##### Input data #####
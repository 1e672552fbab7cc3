use xsh_vfs::{CppAstKind, NodeId, NodeKind, Vfs};

use crate::error::{CppAstError, CppAstResult};
use crate::escape::escape_cpp_string;

fn child(vfs: &Vfs, ovl: u32, id: NodeId, name: &str) -> CppAstResult<NodeId> {
    vfs.node(ovl, id)?.children.get(name).copied().ok_or(CppAstError::UnexpectedKind { path: name.to_owned(), expected: "child" })
}

fn numbered_children(vfs: &Vfs, ovl: u32, id: NodeId, prefix: &str) -> CppAstResult<Vec<NodeId>> {
    let node = vfs.node(ovl, id)?;
    let mut out = Vec::new();
    let mut i = 0;
    loop {
        let Some(&next) = node.children.get(&format!("{prefix}{i}")) else { break };
        out.push(next);
        i += 1;
    }
    Ok(out)
}

fn cpp_ast_kind(vfs: &Vfs, ovl: u32, id: NodeId) -> CppAstResult<CppAstKind> {
    match &vfs.node(ovl, id)?.kind {
        NodeKind::CppAst(k) => Ok(k.clone()),
        other => Err(CppAstError::UnexpectedKind { path: other.type_tag().to_owned(), expected: "CppAst" }),
    }
}

fn dump_expr(vfs: &Vfs, ovl: u32, id: NodeId) -> CppAstResult<String> {
    match cpp_ast_kind(vfs, ovl, id)? {
        CppAstKind::Id { id } => Ok(id),
        CppAstKind::StringLit { value } => Ok(format!("\"{}\"", escape_cpp_string(&value))),
        CppAstKind::IntLit { value } => Ok(value.to_string()),
        CppAstKind::RawExpr { text } => Ok(text),
        CppAstKind::Call => {
            let func_id = child(vfs, ovl, id, "fn")?;
            let func = dump_expr(vfs, ovl, func_id)?;
            let args = numbered_children(vfs, ovl, id, "arg")?
                .into_iter()
                .map(|a| dump_expr(vfs, ovl, a))
                .collect::<CppAstResult<Vec<_>>>()?;
            Ok(format!("{func}({})", args.join(", ")))
        }
        CppAstKind::BinOp { op } => {
            let a = dump_expr(vfs, ovl, child(vfs, ovl, id, "a")?)?;
            let b = dump_expr(vfs, ovl, child(vfs, ovl, id, "b")?)?;
            Ok(format!("({a} {op} {b})"))
        }
        CppAstKind::StreamOut => {
            let parts = numbered_children(vfs, ovl, id, "part")?
                .into_iter()
                .map(|p| dump_expr(vfs, ovl, p))
                .collect::<CppAstResult<Vec<_>>>()?;
            Ok(parts.join(" << "))
        }
        other => Err(CppAstError::UnexpectedKind { path: format!("{other:?}"), expected: "expression" }),
    }
}

fn dump_stmt(vfs: &Vfs, ovl: u32, id: NodeId, indent: usize) -> CppAstResult<String> {
    let pad = "    ".repeat(indent);
    let line = match cpp_ast_kind(vfs, ovl, id)? {
        CppAstKind::ExprStmt => format!("{};", dump_expr(vfs, ovl, child(vfs, ovl, id, "expr")?)?),
        CppAstKind::Return { has_expr } => {
            if has_expr {
                format!("return {};", dump_expr(vfs, ovl, child(vfs, ovl, id, "expr")?)?)
            } else {
                "return;".to_owned()
            }
        }
        CppAstKind::VarDecl { ty, name, init, has_init } => {
            if has_init {
                format!("{ty} {name} = {};", init.unwrap_or_default())
            } else {
                format!("{ty} {name};")
            }
        }
        CppAstKind::RawStmt { text } => text,
        CppAstKind::RangeFor { decl, range } => {
            let body_id = child(vfs, ovl, id, "body")?;
            let body = dump_compound(vfs, ovl, body_id, indent)?;
            format!("for ({decl} : {range}) {{\n{body}\n{pad}}}")
        }
        other => return Err(CppAstError::UnexpectedKind { path: format!("{other:?}"), expected: "statement" }),
    };
    Ok(format!("{pad}{line}"))
}

/// Dumps a `Compound`'s statements in order, one per line.
pub fn dump_compound(vfs: &Vfs, ovl: u32, id: NodeId, indent: usize) -> CppAstResult<String> {
    let node = vfs.node(ovl, id)?;
    let mut lines = Vec::with_capacity(node.children.len());
    for &stmt_id in node.children.values() {
        lines.push(dump_stmt(vfs, ovl, stmt_id, indent + 1)?);
    }
    Ok(lines.join("\n"))
}

fn dump_function(vfs: &Vfs, ovl: u32, id: NodeId) -> CppAstResult<String> {
    let NodeKind::CppAst(CppAstKind::Function { return_type, name, params }) = &vfs.node(ovl, id)?.kind else {
        return Err(CppAstError::UnexpectedKind { path: "function".into(), expected: "Function" });
    };
    let params_text = params.iter().map(|(ty, n)| format!("{ty} {n}")).collect::<Vec<_>>().join(", ");
    let body_id = child(vfs, ovl, id, "body")?;
    let body = dump_compound(vfs, ovl, body_id, 0)?;
    Ok(format!("{return_type} {name}({params_text}) {{\n{body}\n}}"))
}

/// Dumps a `TranslationUnit` to syntactically valid C++ (§4.5):
/// includes first, in order, then functions, in order.
pub fn dump_translation_unit(vfs: &Vfs, ovl: u32, tu_path: &str) -> CppAstResult<String> {
    let tu_id = vfs.resolve_for_overlay(tu_path, ovl)?;
    let node = vfs.node(ovl, tu_id)?;

    let mut include_lines = Vec::new();
    let mut function_blocks = Vec::new();
    for &child_id in node.children.values() {
        match cpp_ast_kind(vfs, ovl, child_id)? {
            CppAstKind::Include { header, angled } => {
                let (open, close) = if angled { ('<', '>') } else { ('"', '"') };
                include_lines.push(format!("#include {open}{header}{close}"));
            }
            CppAstKind::Function { .. } => function_blocks.push(dump_function(vfs, ovl, child_id)?),
            _ => {}
        }
    }

    let mut out = include_lines.join("\n");
    if !out.is_empty() {
        out.push_str("\n\n");
    }
    out.push_str(&function_blocks.join("\n\n"));
    out.push('\n');
    Ok(out)
}

/// `cpp.dump tu file` — writes the dump to a VFS file; side-effect-free
/// w.r.t. the AST itself (§4.5).
pub fn dump_to_vfs(vfs: &mut Vfs, ovl: u32, tu_path: &str, file_path: &str) -> CppAstResult<()> {
    let text = dump_translation_unit(vfs, ovl, tu_path)?;
    vfs.write(file_path, text.into_bytes(), ovl)?;
    Ok(())
}

#[cfg(test)]
mod tests {
    use super::*;
    use crate::construct::{add_function, add_include, add_print, add_return_int, make_tu, ExprSpec};

    #[test]
    fn dumps_hello_world() {
        let mut vfs = Vfs::new();
        make_tu(&mut vfs, "/cpp/tu", 0).unwrap();
        add_include(&mut vfs, "/cpp/tu", "iostream", true, 0).unwrap();
        add_function(&mut vfs, "/cpp/tu", "int", "main", 0).unwrap();
        add_print(&mut vfs, "/cpp/tu/main/body", vec![ExprSpec::Str("Hello".into())], 0).unwrap();
        add_return_int(&mut vfs, "/cpp/tu/main/body", 0, 0).unwrap();

        let text = dump_translation_unit(&vfs, 0, "/cpp/tu").unwrap();
        assert!(text.contains("#include <iostream>"));
        assert!(text.contains("int main() {"));
        assert!(text.contains(r#"std::cout << "Hello" << std::endl;"#));
        assert!(text.contains("return 0;"));
    }
}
#####
In the entries above, some lines may contain the string "iostream"; report how many, without additional comment.

> **Response below**: 2